>>>>>

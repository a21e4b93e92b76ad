//! Database models
//!
//! Data structures representing database tables

use serde::{Deserialize, Serialize};

/// Book record in the database
#[derive(Debug, Clone, PartialEq, Eq, Serialize, Deserialize)]
pub struct Book {
    pub id: i64,
    pub title: String,
    pub author: String,
    pub published_date: String,
    pub isbn: String,
}

/// Field set of a book before the store has assigned an id
///
/// Used as the payload for inserts and full-replacement updates.
#[derive(Debug, Clone, PartialEq, Eq, Serialize, Deserialize)]
pub struct BookDraft {
    pub title: String,
    pub author: String,
    pub published_date: String,
    pub isbn: String,
}
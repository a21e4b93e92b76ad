//! Repository pattern implementation for data access layer
//!
//! Each operation issues exactly one statement against the shared pool; no
//! transactions span multiple operations and nothing is retried.

use crate::core::error::{Result, ServiceError};
use crate::db::manager::DatabaseManager;
use crate::db::models::{Book, BookDraft};
use async_trait::async_trait;
use rusqlite::{params, OptionalExtension, Row};
use std::sync::Arc;

/// Primitive store operations over book records
#[async_trait]
pub trait BookStore: Send + Sync {
    /// Find every book, store default order
    async fn find_all(&self) -> Result<Vec<Book>>;

    /// Point lookup by primary key; Ok(None) when no record matches
    async fn find_by_id(&self, id: i64) -> Result<Option<Book>>;

    /// Insert a new record; the store assigns the id
    async fn insert(&self, draft: &BookDraft) -> Result<Book>;

    /// Replace all fields except the id for the record matching `id`
    ///
    /// A blind UPDATE: succeeds whether or not a row matched.
    async fn update(&self, id: i64, draft: &BookDraft) -> Result<Book>;

    /// Remove the record if present; succeeds unconditionally
    async fn delete(&self, id: i64) -> Result<()>;
}

/// SQLite-backed repository for Book entities
pub struct BookRepository {
    db: Arc<DatabaseManager>,
}

impl BookRepository {
    /// Create a new BookRepository
    pub fn new(db: Arc<DatabaseManager>) -> Self {
        Self { db }
    }

    /// Get a reference to the database manager
    pub fn db(&self) -> &Arc<DatabaseManager> {
        &self.db
    }
}

fn row_to_book(row: &Row<'_>) -> rusqlite::Result<Book> {
    Ok(Book {
        id: row.get(0)?,
        title: row.get(1)?,
        author: row.get(2)?,
        published_date: row.get(3)?,
        isbn: row.get(4)?,
    })
}

#[async_trait]
impl BookStore for BookRepository {
    async fn find_all(&self) -> Result<Vec<Book>> {
        self.db.execute(|conn| {
            let mut stmt = conn.prepare(
                "SELECT id, title, author, published_date, isbn FROM books"
            ).map_err(ServiceError::Database)?;

            let books = stmt.query_map([], row_to_book)
                .map_err(ServiceError::Database)?
                .collect::<std::result::Result<Vec<_>, _>>()
                .map_err(ServiceError::Database)?;

            Ok(books)
        }).await
    }

    async fn find_by_id(&self, id: i64) -> Result<Option<Book>> {
        self.db.execute(move |conn| {
            conn.query_row(
                "SELECT id, title, author, published_date, isbn FROM books WHERE id = ?1",
                [id],
                row_to_book,
            ).optional()
            .map_err(ServiceError::Database)
        }).await
    }

    async fn insert(&self, draft: &BookDraft) -> Result<Book> {
        let draft = draft.clone();
        self.db.execute(move |conn| {
            conn.execute(
                "INSERT INTO books (title, author, published_date, isbn) VALUES (?1, ?2, ?3, ?4)",
                params![draft.title, draft.author, draft.published_date, draft.isbn],
            ).map_err(ServiceError::Database)?;

            let id = conn.last_insert_rowid();

            Ok(Book {
                id,
                title: draft.title,
                author: draft.author,
                published_date: draft.published_date,
                isbn: draft.isbn,
            })
        }).await
    }

    async fn update(&self, id: i64, draft: &BookDraft) -> Result<Book> {
        let draft = draft.clone();
        self.db.execute(move |conn| {
            // Blind update: zero matched rows is not distinguished from one
            conn.execute(
                "UPDATE books SET title = ?1, author = ?2, published_date = ?3, isbn = ?4 WHERE id = ?5",
                params![draft.title, draft.author, draft.published_date, draft.isbn, id],
            ).map_err(ServiceError::Database)?;

            Ok(Book {
                id,
                title: draft.title,
                author: draft.author,
                published_date: draft.published_date,
                isbn: draft.isbn,
            })
        }).await
    }

    async fn delete(&self, id: i64) -> Result<()> {
        self.db.execute(move |conn| {
            conn.execute("DELETE FROM books WHERE id = ?1", [id])
                .map_err(ServiceError::Database)?;
            Ok(())
        }).await
    }
}
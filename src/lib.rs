//! Librarian Backend Library
//!
//! This library provides the functionality for the Librarian book service,
//! including database management and the REST API.

pub mod api;
pub mod core;
pub mod db;

// Re-export commonly used types
pub use api::ApiServer;
pub use crate::core::Config;
pub use db::DatabaseManager;

/// Library version
pub const VERSION: &str = env!("CARGO_PKG_VERSION");

/// Result type alias for the library
pub type Result<T> = anyhow::Result<T>;
//! Error type system for Librarian
//!
//! A small closed set of tagged error variants mapped once at the HTTP
//! boundary to status codes.

use axum::{
    http::StatusCode,
    response::{IntoResponse, Response},
    Json,
};
use serde::{Deserialize, Serialize};
use uuid::Uuid;

/// Main error type for the Librarian service
#[derive(Debug, thiserror::Error)]
pub enum ServiceError {
    // Client-input errors
    #[error("Invalid request: {0}")]
    Validation(String),

    #[error("Resource not found: {0}")]
    NotFound(String),

    // Store errors
    #[error("Database error: {0}")]
    Database(#[from] rusqlite::Error),

    #[error("Store error: {0}")]
    Store(String),

    // I/O errors
    #[error("IO error: {0}")]
    Io(#[from] std::io::Error),
}

impl ServiceError {
    /// Get the HTTP status code for this error
    pub fn status_code(&self) -> StatusCode {
        match self {
            ServiceError::Validation(_) => StatusCode::BAD_REQUEST,
            ServiceError::NotFound(_) => StatusCode::NOT_FOUND,
            ServiceError::Database(_) | ServiceError::Store(_) | ServiceError::Io(_) => {
                StatusCode::INTERNAL_SERVER_ERROR
            }
        }
    }

    /// Get the error type name for API responses
    pub fn error_type(&self) -> &'static str {
        match self {
            ServiceError::Validation(_) => "ValidationError",
            ServiceError::NotFound(_) => "NotFoundError",
            ServiceError::Database(_) | ServiceError::Store(_) => "StoreError",
            ServiceError::Io(_) => "IoError",
        }
    }
}

/// Error response structure for API endpoints
#[derive(Debug, Serialize, Deserialize)]
pub struct ErrorResponse {
    /// Error type identifier
    pub error: String,
    /// Human-readable error message
    pub message: String,
    /// Unique id for correlating this error with server logs
    pub request_id: String,
}

impl ErrorResponse {
    /// Create a new error response with a generated request id
    pub fn new(error: String, message: String) -> Self {
        Self {
            error,
            message,
            request_id: Uuid::new_v4().to_string(),
        }
    }

    /// Create an error response from a ServiceError
    pub fn from_error(error: &ServiceError) -> Self {
        Self::new(error.error_type().to_string(), error.to_string())
    }
}

/// Implement IntoResponse for ServiceError to enable automatic error handling in Axum
impl IntoResponse for ServiceError {
    fn into_response(self) -> Response {
        let status_code = self.status_code();
        let error_response = ErrorResponse::from_error(&self);

        tracing::error!(
            error_type = self.error_type(),
            request_id = %error_response.request_id,
            status_code = %status_code,
            "Request failed: {}",
            self
        );

        (status_code, Json(error_response)).into_response()
    }
}

/// Result type alias for operations that can fail with ServiceError
pub type Result<T> = std::result::Result<T, ServiceError>;
pub mod books;
pub mod system;

pub use books::*;
pub use system::*;

use crate::db::repository::BookRepository;
use std::sync::Arc;

/// Shared application state for handlers
#[derive(Clone)]
pub struct AppState {
    pub book_repo: Arc<BookRepository>,
}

<<<<<

• _INSTRUCTIONS FOR THE TASK_: Each line above that contains the string "DatabaseManager" should be identified and copied.

• _ANSWER TO THIS EXERCISE_:
use crate::db::manager::DatabaseManager;
    db: Arc<DatabaseManager>,
    pub fn new(db: Arc<DatabaseManager>) -> Self {
    pub fn db(&self) -> &Arc<DatabaseManager> {
pub use db::DatabaseManager;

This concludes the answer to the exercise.